Los enfermeros



Al entrar por primera vez a la habitación en donde debía esperar el donante, varios enfermeros empezaron a preguntarme cosas mientras que controlaban mis signos vitales y manipulaban algunos dispositivos. Yo de curioso intentaba seguir con la mirada lo que hacían y comprender el lenguaje técnico con el que se manejaban. Dentro de tantas cosas, un enfermero me dijo algo como: “acá vas a tener que hacer vida de monje taoísta: tranquilidad, serenidad,  pasividad”, y con las manos hacia un gesto simulando estar en “armonía”.

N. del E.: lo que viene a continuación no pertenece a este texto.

use chrono::TimeZone;
use chrono_tz::Europe::London;
use tempfile::tempdir;

use osf_export::contract::{
    DocumentBuilder, Footer, ImageAnchor, ImageGenerator, ImagePlacement, Run, TableCell, Table,
    TextSize,
};
use osf_export::error::RenderError;
use osf_export::markup::MarkdownRenderer;
use osf_export::materialize::{materialize, MaterializeOptions};
use osf_export::pdf::PdfBuilder;
use osf_export::qr::QrImageGenerator;
use osf_export::record::{FileEntry, ProjectRecord};
use osf_export::render::Renderer;
use osf_export::stubs::StubFetcher;

const HOST: &str = "https://api.test.osf.io/v2";

fn load_pdf(path: &std::path::Path) -> lopdf::Document {
    lopdf::Document::load_mem(&std::fs::read(path).unwrap()).unwrap()
}

fn resolve<'a>(doc: &'a lopdf::Document, object: &'a lopdf::Object) -> &'a lopdf::Object {
    match object.as_reference() {
        Ok(id) => doc.get_object(id).unwrap(),
        Err(_) => object,
    }
}

/// URI targets of the link annotations on each page, in page order.
fn link_uris(doc: &lopdf::Document) -> Vec<Vec<String>> {
    doc.get_pages()
        .values()
        .map(|page_id| {
            let page = doc.get_dictionary(*page_id).unwrap();
            let Ok(annots) = page.get(b"Annots") else {
                return Vec::new();
            };
            resolve(doc, annots)
                .as_array()
                .unwrap()
                .iter()
                .filter_map(|annot| {
                    let annot = resolve(doc, annot).as_dict().ok()?;
                    if annot.get(b"Subtype").ok()?.as_name().ok()? != b"Link" {
                        return None;
                    }
                    let action = resolve(doc, annot.get(b"A").ok()?).as_dict().ok()?;
                    let uri = action.get(b"URI").ok()?.as_str().ok()?;
                    Some(String::from_utf8_lossy(uri).into_owned())
                })
                .collect()
        })
        .collect()
}

fn image_count(doc: &lopdf::Document) -> usize {
    doc.objects
        .values()
        .filter_map(|object| object.as_stream().ok())
        .filter(|stream| {
            stream
                .dict
                .get(b"Subtype")
                .and_then(|s| s.as_name())
                .is_ok_and(|name| name == b"Image")
        })
        .count()
}

async fn stub_records() -> Vec<ProjectRecord> {
    let stub = StubFetcher::bundled(HOST).unwrap();
    materialize(&stub, &MaterializeOptions::new(HOST).project("x"))
        .await
        .unwrap()
        .records
}

/// Produces bytes that are not an image.
struct BrokenImages;

impl ImageGenerator for BrokenImages {
    fn generate(&self, _payload: &str) -> Result<Vec<u8>, RenderError> {
        Ok(b"not a png".to_vec())
    }
}

#[tokio::test]
async fn writes_a_pdf_for_a_project_tree() {
    let records = stub_records().await;
    let dir = tempdir().unwrap();
    let markup = MarkdownRenderer;
    let images = QrImageGenerator::default();
    let at = London.with_ymd_and_hms(2024, 5, 1, 10, 11, 12).unwrap();

    let (written, path) = Renderer::new(&markup, &images)
        .time_zone(London)
        .exported_at(at)
        .render(PdfBuilder::new("Test1"), &records, 0, Some(dir.path()))
        .unwrap();

    let bytes = std::fs::read(&path).unwrap();
    assert!(bytes.starts_with(b"%PDF"));
    assert_eq!(bytes.len(), written.bytes);
    // Root: content and three wikis; each component: content and wiki.
    assert!(written.pages >= 8, "only {} pages", written.pages);
    assert!(path
        .file_name()
        .unwrap()
        .to_string_lossy()
        .starts_with("Test1-2024-05-01-10-11-12-BST"));
}

#[tokio::test]
async fn long_file_tables_break_across_pages() {
    let mut records = stub_records().await;
    records.truncate(1);
    records[0].children.clear();
    records[0].wikis.clear();
    records[0].files = (0..200)
        .map(|i| FileEntry(format!("/data/file-{i:03}.csv"), Some("0.01".into()), None))
        .collect();

    let dir = tempdir().unwrap();
    let markup = MarkdownRenderer;
    let images = QrImageGenerator::default();
    let (written, _) = Renderer::new(&markup, &images)
        .render(PdfBuilder::new("Test1"), &records, 0, Some(dir.path()))
        .unwrap();

    // At least three pages of table plus the wiki page.
    assert!(written.pages >= 4, "only {} pages", written.pages);
}

#[tokio::test]
async fn failed_render_leaves_no_file() {
    let records = stub_records().await;
    let dir = tempdir().unwrap();
    let markup = MarkdownRenderer;

    let err = Renderer::new(&markup, &BrokenImages)
        .render(PdfBuilder::new("Test1"), &records, 0, Some(dir.path()))
        .unwrap_err();

    assert!(matches!(err, RenderError::Image(_)));
    assert_eq!(std::fs::read_dir(dir.path()).unwrap().count(), 0);
}

#[test]
fn builder_wraps_long_text_onto_new_pages() {
    let dir = tempdir().unwrap();
    let mut builder = PdfBuilder::new("wrap");
    builder.add_page();
    let paragraph = "lorem ipsum dolor sit amet ".repeat(400);
    builder.write_text(TextSize::Body, &[Run::plain(paragraph)]);
    let pages = builder.page_number();
    assert!(pages > 1);

    let written = builder.finish(&dir.path().join("wrap.pdf")).unwrap();
    assert_eq!(written.pages, pages);
    assert!(dir.path().join("wrap.pdf").is_file());
}

#[tokio::test]
async fn links_become_clickable_uri_annotations() {
    let records = stub_records().await;
    let dir = tempdir().unwrap();
    let markup = MarkdownRenderer;
    let images = QrImageGenerator::default();

    let (_, path) = Renderer::new(&markup, &images)
        .render(PdfBuilder::new("Test1"), &records, 0, Some(dir.path()))
        .unwrap();

    let pages = link_uris(&load_pdf(&path));
    assert!(pages[0].contains(&"https://test.osf.io/x/".to_string()), "{:?}", pages[0]);

    let all: Vec<&str> = pages.iter().flatten().map(String::as_str).collect();
    assert!(all.contains(&"https://test.osf.io/userid/"));
    assert!(all.contains(&"https://test.osf.io/userid2/"));
    assert!(all.iter().any(|uri| uri.starts_with("https://test.osf.io/download/")));
    assert!(all.contains(&"https://test.osf.io/a/"));
    // Project URL of the root plus the parent line of both components.
    assert!(all.iter().filter(|uri| **uri == "https://test.osf.io/x/").count() >= 3);
}

#[test]
fn table_cells_without_links_get_no_annotation() {
    let dir = tempdir().unwrap();
    let path = dir.path().join("table.pdf");
    let mut builder = PdfBuilder::new("table");
    builder.add_page();
    builder.write_table(&Table {
        column_widths: vec![1.0, 1.0],
        header: vec!["Name".into(), "Link".into()],
        rows: vec![
            vec![TableCell::text("plain"), TableCell::linked("N/A", None)],
            vec![
                TableCell::text("linked"),
                TableCell::linked("https://osf.io/ada/", Some("https://osf.io/ada/".into())),
            ],
        ],
    });
    builder.finish(&path).unwrap();

    assert_eq!(link_uris(&load_pdf(&path)), vec![vec!["https://osf.io/ada/".to_string()]]);
}

#[test]
fn undecodable_footer_image_is_an_error() {
    let mut builder = PdfBuilder::new("broken");
    let err = builder
        .set_footer(Footer {
            exported: "2024-05-01 10:11:12 BST".into(),
            qr_png: Some(b"not a png".to_vec()),
        })
        .unwrap_err();
    assert!(matches!(err, RenderError::Image(_)));
}

#[test]
fn repeated_qr_image_is_embedded_once() {
    let dir = tempdir().unwrap();
    let path = dir.path().join("qr.pdf");
    let png = QrImageGenerator::default().generate("https://osf.io/x/").unwrap();

    let mut builder = PdfBuilder::new("qr");
    builder
        .set_footer(Footer {
            exported: "2024-05-01 10:11:12 BST".into(),
            qr_png: Some(png.clone()),
        })
        .unwrap();
    builder.add_page();
    builder
        .place_image(
            &png,
            ImagePlacement {
                size_mm: 30.0,
                anchor: ImageAnchor::TopRight { top_mm: 5.0 },
            },
        )
        .unwrap();
    builder.add_page();
    builder.add_page();
    builder.finish(&path).unwrap();

    assert_eq!(image_count(&load_pdf(&path)), 1);
}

Con el pasar del tiempo comencé a tenerle asco a todos los olores. Me generaban náuseas y dolor de cabeza. Era horrible. No soportaba el olor al desinfectante, a perfume de ambiente, a desodorante, a ningún tipo de olor.  Hasta había dejado de  ver los programas de cocina porque con solo ver la comida cocinándose y saber que tenía olor me daba repugnancia. Pero una mañana entró una enfermera que tenía un perfume que no me molestaba. No me acuerdo mucho del aroma pero me pareció muy extraño.


Una noche, conversando con una enfermera, me contó que hace mucho le había tocado cuidar a una señora mayor  que por las noches a veces  hablaba sola. Un día decidió preguntarle con quien hablaba  y la señora le contestó que una nena la iba a visitar. “Y… no le podés decir que en su habitación no había nadie, así que le seguí el juego” me había dicho la enfermera.